Ma c’è anche un 35,3% che non ha notato mutamenti nel numero di dimissioni rispetto al passato ed una piccola percentuale pari al 9,7% che vede nel momento storico, tra inflazione e aumento del costo della vita, addirittura una riduzione del numero di dimissioni. Proprio il tema dei rincari e delle congiunture socio-politico-economiche spinge oltre la metà delle aziende intervistate a ritenere strategiche, in ottica di retention, azioni a sostegno dei propri dipendenti: per il 27,8% si tratta di benefit come buoni pasto, agevolazioni trasporti/parcheggi etc.; il 16,5% invece sta valutando un bonus/contributo aggiuntivo in busta paga e, ancora, il 15,8% sta pensando a una politica di aumenti o adeguamenti degli stipendi. Se il 13,5% non trova necessaria alcuna azione, il 26,3%, invece, sarebbe intenzionato a supportare i dipendenti ma non gli è possibile per motivi economici.
Ma quali saranno i trend che caratterizzeranno il mercato del lavoro 2023? InfoJobs ha raccolto, grazie al punto di vista degli Hr intervistati, i più importanti. Retention (42,9%): in un mercato competitivo, con risorse limitate, l’azienda deve interrogarsi su come essere ingaggiante per i suoi dipendenti e non lasciarsi sfuggire le risorse migliori è un must. È importante la formazione continua delle risorse, su competenze hard e soft, sia per valorizzarle sia per ricollocarle in maniera coerente con gli obiettivi aziendali. Emerge, inoltre, un nuovo trend: la cultura del feedback e dell’ascolto delle risorse, per far sì che i dipendenti si sentano protagonisti del loro futuro in azienda.

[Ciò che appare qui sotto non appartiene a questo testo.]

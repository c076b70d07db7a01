use std::fmt;
use std::str::FromStr;

use anyhow::{anyhow, Result};

use crate::types::price::Price;

/// Order ids carrying this prefix were synthesized from an exchange position
/// during warmup. They exist only in memory and are never submitted to the
/// venue, neither for placement nor for cancellation.
pub const POSITION_ID_PREFIX: &str = "position-";

#[derive(Debug, Copy, Clone, PartialEq, Eq, Hash)]
pub enum Side {
    Bid,
    Ask,
}

impl Side {
    /// Integer side encoding used by the order endpoint: 0 = buy, 1 = sell.
    pub fn wire_code(self) -> u8 {
        match self {
            Side::Bid => 0,
            Side::Ask => 1,
        }
    }
}

impl fmt::Display for Side {
    fn fmt(&self, f: &mut fmt::Formatter<'_>) -> fmt::Result {
        match self {
            Side::Bid => write!(f, "BID"),
            Side::Ask => write!(f, "ASK"),
        }
    }
}

#[derive(Debug, Copy, Clone, PartialEq, Eq)]
pub enum OrderStatus {
    New,
    PartiallyFilled,
    Filled,
    Canceled,
    Expired,
}

impl OrderStatus {
    /// Canceled and Expired orders vacate their slot immediately; Filled
    /// orders stay resident until paired-fill cleanup.
    pub fn is_terminal(self) -> bool {
        matches!(self, OrderStatus::Canceled | OrderStatus::Expired)
    }
}

impl FromStr for OrderStatus {
    type Err = anyhow::Error;

    fn from_str(s: &str) -> Result<Self> {
        match s.to_uppercase().as_str() {
            "NEW" => Ok(Self::New),
            "PARTIALLY_FILLED" | "PARTIALLYFILLED" => Ok(Self::PartiallyFilled),
            "FILLED" => Ok(Self::Filled),
            "CANCELED" | "CANCELLED" => Ok(Self::Canceled),
            "EXPIRED" => Ok(Self::Expired),
            other => Err(anyhow!("unknown order status: {other}")),
        }
    }
}

impl fmt::Display for OrderStatus {
    fn fmt(&self, f: &mut fmt::Formatter<'_>) -> fmt::Result {
        match self {
            Self::New => write!(f, "NEW"),
            Self::PartiallyFilled => write!(f, "PARTIALLY_FILLED"),
            Self::Filled => write!(f, "FILLED"),
            Self::Canceled => write!(f, "CANCELED"),
            Self::Expired => write!(f, "EXPIRED"),
        }
    }
}

#[derive(Debug, Clone)]
pub struct Order {
    pub id: String,
    pub instrument: String,
    pub side: Side,
    pub price: Price,
    pub quantity: f64,
    pub filled_qty: f64,
    pub status: OrderStatus,
    pub created_ms: i64,
}

impl Order {
    /// A filled stand-in for an open position, installed at warmup so the
    /// engine does not quote over existing exposure.
    pub fn synthetic(
        side: Side,
        instrument: &str,
        product_id: &str,
        entry_price: f64,
        quantity: f64,
        now_ms: i64,
    ) -> Self {
        let side_tag = match side {
            Side::Bid => "bid",
            Side::Ask => "ask",
        };

        Self {
            id: format!("{POSITION_ID_PREFIX}{side_tag}-{product_id}"),
            instrument: instrument.to_string(),
            side,
            price: Price::new(entry_price),
            quantity,
            filled_qty: quantity,
            status: OrderStatus::Filled,
            created_ms: now_ms,
        }
    }

    pub fn is_synthetic(&self) -> bool {
        self.id.starts_with(POSITION_ID_PREFIX)
    }
}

Attraction (24,8%): le aziende, pmi comprese, sanno anche di dover attrarre i talenti, dato il contesto competitivo e la difficoltà a reperire risorse qualificate. Attuare strategie multi-canale di employer branding per attrarre i migliori talenti da inserire in azienda sarà una delle priorità di quest’anno.

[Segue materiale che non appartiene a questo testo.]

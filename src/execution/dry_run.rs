use anyhow::Result;
use async_trait::async_trait;
use rand::Rng;
use tracing::info;
use uuid::Uuid;

use crate::execution::{
    CancelRequest, CancelResponse, ExchangeAdapter, OpenOrder, PlaceRequest, PlaceResponse,
    PositionRecord, ProductInfo,
};

/// Paper venue. Accepts most placements with a synthetic id, rejects roughly
/// one in ten to exercise the empty-response path, and starts flat.
#[derive(Debug)]
pub struct DryRunAdapter {
    tickers: Vec<String>,
}

impl DryRunAdapter {
    pub fn new(tickers: &[String]) -> Self {
        Self {
            tickers: tickers.to_vec(),
        }
    }
}

#[async_trait]
impl ExchangeAdapter for DryRunAdapter {
    async fn place(&self, request: &PlaceRequest) -> Result<PlaceResponse> {
        let will_reject = {
            let mut rng = rand::rng();
            rng.random_range(0..10) == 0
        };

        if will_reject {
            info!(
                instrument = %request.instrument,
                side = %request.side,
                "dry-run venue rejected placement"
            );
            return Ok(PlaceResponse { order_id: None });
        }

        let order_id = Uuid::new_v4().to_string();
        info!(
            instrument = %request.instrument,
            side = %request.side,
            price = request.price,
            quantity = request.quantity,
            order_id = %order_id,
            "dry-run placement accepted"
        );

        Ok(PlaceResponse {
            order_id: Some(order_id),
        })
    }

    async fn cancel(&self, request: &CancelRequest) -> Result<CancelResponse> {
        info!(order_ids = ?request.order_ids, "dry-run cancel");

        Ok(CancelResponse {
            canceled: request.order_ids.len(),
        })
    }

    async fn positions(
        &self,
        _subaccount_id: &str,
        _product_ids: &[String],
    ) -> Result<Vec<PositionRecord>> {
        Ok(Vec::new())
    }

    async fn open_orders(&self, _subaccount_id: &str) -> Result<Vec<OpenOrder>> {
        Ok(Vec::new())
    }

    async fn products(&self) -> Result<Vec<ProductInfo>> {
        Ok(self
            .tickers
            .iter()
            .map(|ticker| ProductInfo {
                ticker: ticker.clone(),
                product_id: format!("{ticker}_PERP"),
                tick_size: 0.1,
                min_qty: 0.000_1,
                max_qty: 1_000_000.0,
            })
            .collect())
    }
}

Digital4human (12,8%): liberare tempo da attività time-consuming e investire in attività a più alto valore aggiunto permette il recupero della dimensione umana dietro al digitale. La tecnologia è un alleato prezioso, sempre in evoluzione, che se usato correttamente può davvero fare la differenza, anche nei processi di ricerca, selezione e gestione del personale.
Lavoro ibrido (11,3%): una vera e propria sfida sarà far conciliare i benefici del lavoro in presenza e del lavoro da remoto, gestendo team in modalità mista per il raggiungimento degli obiettivi aziendali, grazie anche a nuovi modelli di leadership basati su responsabilizzazione e fiducia. Il tutto evitando burn out e stress da iperconnessione, ma anche disaffezione all’azienda e progressivo isolamento.

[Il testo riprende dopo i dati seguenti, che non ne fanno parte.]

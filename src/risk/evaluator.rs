use crate::market::projection::MarketProjection;
use crate::quoting::instrument_state::InstrumentState;
use crate::quoting::quote_math;
use crate::types::order::OrderStatus;

/// What the risk pass wants done for one instrument this cycle.
///
/// `close_inventory` is surfaced for future policy but nothing acts on it:
/// the engine only cancels orders, it never flattens positions.
#[derive(Debug, Clone, Copy, Default, PartialEq, Eq)]
pub struct RiskActions {
    pub cancel_bid: bool,
    pub cancel_ask: bool,
    pub close_inventory: bool,
}

pub struct RiskEvaluator;

impl RiskEvaluator {
    /// Flags a side for cancellation when its resting NEW order has drifted
    /// strictly beyond the deviation threshold from the current mid.
    /// Deviation exactly at the threshold does not trigger.
    pub fn evaluate(state: &InstrumentState, projection: &MarketProjection) -> RiskActions {
        let beyond = |price: f64| quote_math::dev(price, projection.mid) > projection.max_dev_abs;

        let drifted = |order: &Option<crate::types::order::Order>| {
            order
                .as_ref()
                .is_some_and(|o| o.status == OrderStatus::New && beyond(o.price.as_f64()))
        };

        let inventory_beyond = [&state.long_inventory, &state.short_inventory]
            .into_iter()
            .flatten()
            .any(|inventory| beyond(inventory.entry_price));

        RiskActions {
            cancel_bid: drifted(&state.bid),
            cancel_ask: drifted(&state.ask),
            close_inventory: inventory_beyond,
        }
    }
}

#[cfg(test)]
mod tests {
    use super::*;
    use crate::types::inventory::{Direction, Inventory};
    use crate::types::order::{Order, Side};
    use crate::types::price::Price;

    fn projection(mid: f64, max_dev_abs: f64) -> MarketProjection {
        MarketProjection {
            instrument: "BTCUSD".to_string(),
            mid,
            bid_target: mid,
            ask_target: mid,
            max_dev_abs,
            computed_ms: 0,
        }
    }

    fn order(id: &str, side: Side, price: f64, status: OrderStatus) -> Order {
        Order {
            id: id.to_string(),
            instrument: "BTCUSD".to_string(),
            side,
            price: Price::new(price),
            quantity: 0.001,
            filled_qty: 0.0,
            status,
            created_ms: 0,
        }
    }

    #[test]
    fn drifted_new_order_is_flagged() {
        let mut state = InstrumentState::new("BTCUSD");
        state.install_placed(order("b1", Side::Bid, 49_950.0, OrderStatus::New));

        // dev(49_950, 53_000) = 3_050 > 53_000 * 5% = 2_650.
        let actions = RiskEvaluator::evaluate(&state, &projection(53_000.0, 2_650.0));

        assert!(actions.cancel_bid);
        assert!(!actions.cancel_ask);
    }

    #[test]
    fn deviation_at_threshold_does_not_trigger() {
        let mut state = InstrumentState::new("BTCUSD");
        state.install_placed(order("b1", Side::Bid, 49_000.0, OrderStatus::New));

        // dev = 1_000, threshold = 1_000: strict comparison, no cancel.
        let actions = RiskEvaluator::evaluate(&state, &projection(50_000.0, 1_000.0));

        assert!(!actions.cancel_bid);
    }

    #[test]
    fn non_new_orders_are_never_flagged() {
        let mut state = InstrumentState::new("BTCUSD");
        state.install_placed(order("b1", Side::Bid, 10_000.0, OrderStatus::Filled));
        state.install_placed(order("a1", Side::Ask, 90_000.0, OrderStatus::PartiallyFilled));

        let actions = RiskEvaluator::evaluate(&state, &projection(50_000.0, 100.0));

        assert!(!actions.cancel_bid);
        assert!(!actions.cancel_ask);
    }

    #[test]
    fn empty_slots_produce_no_actions() {
        let state = InstrumentState::new("BTCUSD");
        let actions = RiskEvaluator::evaluate(&state, &projection(50_000.0, 100.0));

        assert_eq!(actions, RiskActions::default());
    }

    #[test]
    fn inventory_beyond_threshold_is_reported_not_acted_on() {
        let mut state = InstrumentState::new("BTCUSD");
        state.long_inventory = Some(Inventory {
            instrument: "BTCUSD".to_string(),
            direction: Direction::Long,
            quantity: 0.005,
            entry_price: 45_000.0,
            observed_ms: 0,
        });

        // dev(45_000, 50_000) = 5_000 > 2_500.
        let actions = RiskEvaluator::evaluate(&state, &projection(50_000.0, 2_500.0));

        assert!(actions.close_inventory);
        assert!(!actions.cancel_bid);
        assert!(!actions.cancel_ask);
    }

    #[test]
    fn zero_mid_yields_zero_threshold_but_no_spurious_cancels() {
        let mut state = InstrumentState::new("BTCUSD");
        state.install_placed(order("b1", Side::Bid, 0.0, OrderStatus::New));

        // dev(0, 0) = 0 is not strictly greater than 0.
        let actions = RiskEvaluator::evaluate(&state, &projection(0.0, 0.0));

        assert!(!actions.cancel_bid);
    }
}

Diversity inclusion (8,3%): complice la diffusione del lavoro ibrido, è nata la necessità di creare maggiore senso di appartenenza per superare la lontananza fisica tra persone e azienda. Questo spesso trova il suo riscontro nel tema della diversità e inclusione in senso ampio: persone diverse, luoghi diversi, ritmi di lavoro diversi ma tutti devono sentirsi inclusi e motivati, perché la diversità se ben gestita può essere solo un punto di forza.